> **Data section**:

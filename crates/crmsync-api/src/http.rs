// reqwest-backed `Transport`.
//
// Owns the bearer credential for the session and the host-supplied hook
// that runs when the server rejects that credential.

use std::fmt;
use std::sync::Arc;

use arc_swap::ArcSwapOption;
use async_trait::async_trait;
use reqwest::{Method, StatusCode};
use secrecy::{ExposeSecret, SecretString};
use serde_json::Value;
use tracing::{debug, warn};
use url::Url;

use crate::error::{Error, ErrorInfo};
use crate::transport::{Query, Transport, TransportConfig};

// ── Auth failure hook ───────────────────────────────────────────────

/// Callback invoked after a 401 has cleared the stored credential.
///
/// The host decides what "go log in again" means: redirect, prompt, exit.
#[derive(Clone)]
pub struct AuthFailureHook(Arc<dyn Fn() + Send + Sync>);

impl AuthFailureHook {
    pub fn new(f: impl Fn() + Send + Sync + 'static) -> Self {
        Self(Arc::new(f))
    }

    /// A hook that does nothing.
    pub fn noop() -> Self {
        Self::new(|| {})
    }

    fn fire(&self) {
        (self.0)();
    }
}

impl fmt::Debug for AuthFailureHook {
    fn fmt(&self, f: &mut fmt::Formatter<'_>) -> fmt::Result {
        f.write_str("AuthFailureHook")
    }
}

impl Default for AuthFailureHook {
    fn default() -> Self {
        Self::noop()
    }
}

// ── HttpTransport ───────────────────────────────────────────────────

/// HTTP client for the crmsync REST API.
///
/// Attaches `Authorization: Bearer <token>` when a token is set, decodes
/// JSON payloads, and normalizes every failure into an [`ErrorInfo`].
/// The token lives in memory only; it is gone when the process exits.
pub struct HttpTransport {
    http: reqwest::Client,
    base_url: Url,
    token: ArcSwapOption<SecretString>,
    on_unauthorized: AuthFailureHook,
}

impl HttpTransport {
    /// Create a transport from a `TransportConfig`.
    pub fn new(
        base_url: Url,
        config: &TransportConfig,
        on_unauthorized: AuthFailureHook,
    ) -> Result<Self, Error> {
        let http = config.build_client()?;
        Ok(Self::with_client(http, base_url, on_unauthorized))
    }

    /// Create a transport around a pre-built `reqwest::Client`.
    pub fn with_client(http: reqwest::Client, base_url: Url, on_unauthorized: AuthFailureHook) -> Self {
        Self {
            http,
            base_url,
            token: ArcSwapOption::empty(),
            on_unauthorized,
        }
    }

    /// Convenience constructor from a URL string.
    pub fn from_url(
        base_url: &str,
        config: &TransportConfig,
        on_unauthorized: AuthFailureHook,
    ) -> Result<Self, Error> {
        Self::new(Url::parse(base_url)?, config, on_unauthorized)
    }

    pub fn base_url(&self) -> &Url {
        &self.base_url
    }

    // ── Credential ───────────────────────────────────────────────────

    pub fn set_token(&self, token: SecretString) {
        self.token.store(Some(Arc::new(token)));
    }

    pub fn token(&self) -> Option<Arc<SecretString>> {
        self.token.load_full()
    }

    pub fn clear_token(&self) {
        self.token.store(None);
    }

    pub fn has_token(&self) -> bool {
        self.token.load().is_some()
    }

    // ── Request plumbing ─────────────────────────────────────────────

    /// `{base}{path}`, keeping any path prefix on the base URL.
    fn url(&self, path: &str) -> Result<Url, Error> {
        let full = format!(
            "{}/{}",
            self.base_url.as_str().trim_end_matches('/'),
            path.trim_start_matches('/')
        );
        Ok(Url::parse(&full)?)
    }

    async fn send(
        &self,
        method: Method,
        path: &str,
        query: Query<'_>,
        body: Option<Value>,
    ) -> Result<Value, Error> {
        let url = self.url(path)?;
        debug!("{method} {url}");

        let mut req = self.http.request(method.clone(), url);
        if !query.is_empty() {
            req = req.query(query);
        }
        if let Some(token) = self.token.load_full() {
            req = req.bearer_auth(token.expose_secret());
        }
        if method == Method::POST || method == Method::PUT {
            req = req.json(&body.unwrap_or_else(|| Value::Object(serde_json::Map::new())));
        }

        let resp = req.send().await?;
        let status = resp.status();

        // The session ends on a 401 whether or not the body can be read.
        if status == StatusCode::UNAUTHORIZED {
            warn!(path, "credential rejected, clearing session");
            self.clear_token();
            self.on_unauthorized.fire();
            let body = resp.text().await.unwrap_or_default();
            return Err(Error::Unauthorized { body });
        }

        let text = resp.text().await?;

        if !status.is_success() {
            return Err(Error::Http {
                status: status.as_u16(),
                body: text,
            });
        }

        if text.trim().is_empty() {
            return Ok(Value::Null);
        }

        serde_json::from_str(&text).map_err(|e| Error::Deserialization {
            message: e.to_string(),
            body: text,
        })
    }
}

#[async_trait]
impl Transport for HttpTransport {
    async fn get(&self, path: &str, query: Query<'_>) -> Result<Value, ErrorInfo> {
        Ok(self.send(Method::GET, path, query, None).await?)
    }

    async fn post(&self, path: &str, body: Option<Value>) -> Result<Value, ErrorInfo> {
        Ok(self.send(Method::POST, path, &[], body).await?)
    }

    async fn put(&self, path: &str, body: Option<Value>) -> Result<Value, ErrorInfo> {
        Ok(self.send(Method::PUT, path, &[], body).await?)
    }

    async fn delete(&self, path: &str, query: Query<'_>) -> Result<Value, ErrorInfo> {
        Ok(self.send(Method::DELETE, path, query, None).await?)
    }
}

impl fmt::Debug for HttpTransport {
    fn fmt(&self, f: &mut fmt::Formatter<'_>) -> fmt::Result {
        f.debug_struct("HttpTransport")
            .field("base_url", &self.base_url.as_str())
            .field("has_token", &self.has_token())
            .finish_non_exhaustive()
    }
}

> **What to work on**: Go through the records and work out how many lines contain the string "host". The answer should be that number alone.

> **Task answer**: 2